## EXERCISE DESCRIPTION:
All lines up to and including the one that contains "describes a failed" are to be transcribed exactly, starting from the first line of the records.
★ ★ ★ ★
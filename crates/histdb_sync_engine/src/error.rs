//! Error types for the sync engine.
//!
//! Failures split into two families with different consequences:
//!
//! - [`FetchError`] describes a failed snapshot fetch. It is handled data:
//!   the attempt records it on the tracker, schedules a retry, and returns
//!   a normal outcome.
//! - [`SyncError`] describes a fault in the engine itself (most importantly
//!   a store failure). It aborts the attempt without advancing the tracker,
//!   so the same attempt is retried on the next run.

use thiserror::Error;

/// A failed snapshot fetch reported by a [`SnapshotClient`].
///
/// [`SnapshotClient`]: crate::SnapshotClient
#[derive(Debug, Clone, Error, PartialEq, Eq)]
pub enum FetchError {
    /// The endpoint answered with a non-success status.
    #[error("endpoint returned {code}: {message}")]
    Endpoint {
        /// HTTP-like status code.
        code: u16,
        /// Message carried in the response body.
        message: String,
    },

    /// The request never produced a usable response.
    #[error("transport error: {0}")]
    Transport(String),

    /// An I/O fault below the transport.
    #[error("i/o error: {0}")]
    Io(String),
}

impl FetchError {
    /// Creates an endpoint error.
    pub fn endpoint(code: u16, message: impl Into<String>) -> Self {
        Self::Endpoint {
            code,
            message: message.into(),
        }
    }

    /// Creates a transport error.
    pub fn transport(message: impl Into<String>) -> Self {
        Self::Transport(message.into())
    }

    /// Creates an I/O error.
    pub fn io(message: impl Into<String>) -> Self {
        Self::Io(message.into())
    }

    /// Whether a retry can reasonably succeed without intervention.
    ///
    /// Transport and I/O faults are transient by nature; endpoint errors
    /// are transient only when the server itself failed.
    pub fn is_transient(&self) -> bool {
        match self {
            Self::Endpoint { code, .. } => *code >= 500,
            Self::Transport(_) | Self::Io(_) => true,
        }
    }
}

/// Errors that abort a sync attempt.
#[derive(Debug, Error)]
pub enum SyncError {
    /// The history store rejected or failed an operation.
    ///
    /// The tracker is left untouched so the attempt repeats on the
    /// next run.
    #[error("store error: {0}")]
    Store(#[from] histdb_core::StoreError),

    /// No synchronizer is registered for the requested data kind.
    #[error("unknown data kind: {kind}")]
    UnknownKind {
        /// The kind that was requested.
        kind: String,
    },
}

impl SyncError {
    /// Creates an unknown-kind error.
    pub fn unknown_kind(kind: impl Into<String>) -> Self {
        Self::UnknownKind { kind: kind.into() }
    }
}

/// Result type for sync operations.
pub type SyncResult<T> = Result<T, SyncError>;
★ ★ ★ ★
## TASK SOLUTION:
filename crates/histdb_sync_engine/src/error.rs
//! Error types for the sync engine.
//!
//! Failures split into two families with different consequences:
//!
//! - [`FetchError`] describes a failed snapshot fetch. It is handled data:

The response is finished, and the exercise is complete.